In crystallography, the monoclinic crystal system is one of the seven crystal systems. A crystal system is described by three vectors. In the monoclinic system, the crystal is described by vectors of unequal lengths, as in the orthorhombic system. They form a parallelogram prism. Hence two pairs of vectors are perpendicular (meet at right angles), while the third pair makes an angle other than 90°.

==Bravais lattices==

Two monoclinic Bravais lattices exist: the primitive monoclinic and the base-centered monoclinic.

| Bravais lattice | Primitive monoclinic | Base-centered monoclinic |
|---|---|---|
| Pearson symbol | mP | mS |
| Unit cell |  |  |

The body-centered and face-centered monoclinic lattices are equivalent to the base-centered monoclinic lattice with different choice of axes, while the B side-centered monoclinic lattice (with centerings on the parallelogram faces) is equivalent to the primitive monoclinic lattice with different choice of axes.

The primitive cell of the base-centered monoclinic lattice has the shape of an oblique rhombic prism; it can be constructed because the two-dimensional centered rectangular base layer can also be described with primitive rhombic axes. The length a of the primitive cell below equals 1/2√(a^{2} + b^{2}) of the conventional cell above.

Primitive cell of the base-centered monoclinic lattice
Relationship between base layers of primitive and conventional cells

==Crystal classes==

The table below organizes the space groups of the monoclinic crystal system by crystal class. It lists the International Tables for Crystallography space group numbers, followed by the crystal class name, its point group in Schoenflies notation, Hermann–Mauguin (international) notation, orbifold notation, and Coxeter notation, type descriptors, mineral examples, and the notation for the space groups.
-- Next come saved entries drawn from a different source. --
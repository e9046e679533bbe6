//! `udata` — the external user/group directory (spec §6).
//!
//! The store never looks up users or groups itself; it calls this trait so
//! the embedding service can plug in its real identity source (LDAP, a
//! passwd file, whatever).

use std::collections::HashMap;

use crate::error::{Error, Result};

/// A resolved identity, as `udata::lookup_user` would return it.
#[derive(Debug, Clone, PartialEq, Eq)]
pub struct User {
    pub uid: u32,
    pub gid: u32,
    pub groups: Vec<u32>,
}

/// External user/group directory (spec §6's `udata`).
pub trait UserDirectory: Sync + Send {
    /// Resolves a user name to its identity. Returns
    /// [`Error::UnknownUser`] if the name is not recognized.
    fn lookup_user(&self, name: &str) -> Result<User>;

    /// Resolves a group name to a gid. Returns [`Error::UnknownUser`] if the
    /// name is not recognized.
    fn lookup_group(&self, name: &str) -> Result<u32>;

    /// Tests whether `user` belongs to `gid`, either as primary or
    /// supplementary group.
    fn user_in_gid(&self, user: &User, gid: u32) -> bool {
        user.gid == gid || user.groups.contains(&gid)
    }
}

/// A deterministic, in-memory [`UserDirectory`] suitable for tests and as a
/// starting point for an embedding binary. Not a production identity source.
#[derive(Debug, Default)]
pub struct InMemoryUserDirectory {
    users: HashMap<String, User>,
    groups: HashMap<String, u32>,
}

impl InMemoryUserDirectory {
    pub fn new() -> Self {
        Self::default()
    }

    pub fn with_user(mut self, name: impl Into<String>, user: User) -> Self {
        self.users.insert(name.into(), user);
        self
    }

    pub fn with_group(mut self, name: impl Into<String>, gid: u32) -> Self {
        self.groups.insert(name.into(), gid);
        self
    }
}

impl UserDirectory for InMemoryUserDirectory {
    fn lookup_user(&self, name: &str) -> Result<User> {
        self.users.get(name).cloned().ok_or(Error::UnknownUser)
    }

    fn lookup_group(&self, name: &str) -> Result<u32> {
        self.groups.get(name).copied().ok_or(Error::UnknownUser)
    }
}

#[cfg(test)]
mod tests {
    use super::*;

    #[test]
    fn resolves_known_user_and_rejects_unknown() {
        let dir = InMemoryUserDirectory::new()
            .with_user("u1", User { uid: 1000, gid: 100, groups: vec![100, 200] });
        assert_eq!(dir.lookup_user("u1").unwrap().uid, 1000);
        assert_eq!(dir.lookup_user("nobody"), Err(Error::UnknownUser));
    }

    #[test]
    fn membership_checks_primary_and_supplementary_groups() {
        let dir = InMemoryUserDirectory::new();
        let user = User { uid: 1000, gid: 100, groups: vec![200] };
        assert!(dir.user_in_gid(&user, 100));
        assert!(dir.user_in_gid(&user, 200));
        assert!(!dir.user_in_gid(&user, 300));
    }
}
| # | Point group |  |  |  |  | Type | Example | Space groups |  |
| Name | Schön. | Intl | Orb. | Cox. | Primitive | Base-centered |
| 3–5 | Sphenoidal | C_{2} | 2 | 22 | [2]^{+} | enantiomorphic polar | halotrichite | P2, P2_{1} | C2 |
| 6–9 | Domatic | C_{s} (C_{1h}) | m | *11 | [ ] | polar | hilgardite | Pm, Pc | Cm, Cc |
| 10–12 | Prismatic | C_{2h} | 2/m | 2* | [2,2^{+}] | centrosymmetric | gypsum | P2/m, P2_{1}/m | C2/m |
| 13–15 | P2/c, P2_{1}/c | C2/c |

Sphenoidal is also called monoclinic hemimorphic, domatic is also called monoclinic hemihedral, and prismatic is also called monoclinic normal.

The three monoclinic hemimorphic space groups are as follows:
- a prism with a wallpaper group p2 cross-section
- ditto with screw axes instead of axes
- ditto with screw axes as well as axes, parallel, in between; in this case an additional translation vector is one half of a translation vector in the base plane plus one half of a perpendicular vector between the base planes.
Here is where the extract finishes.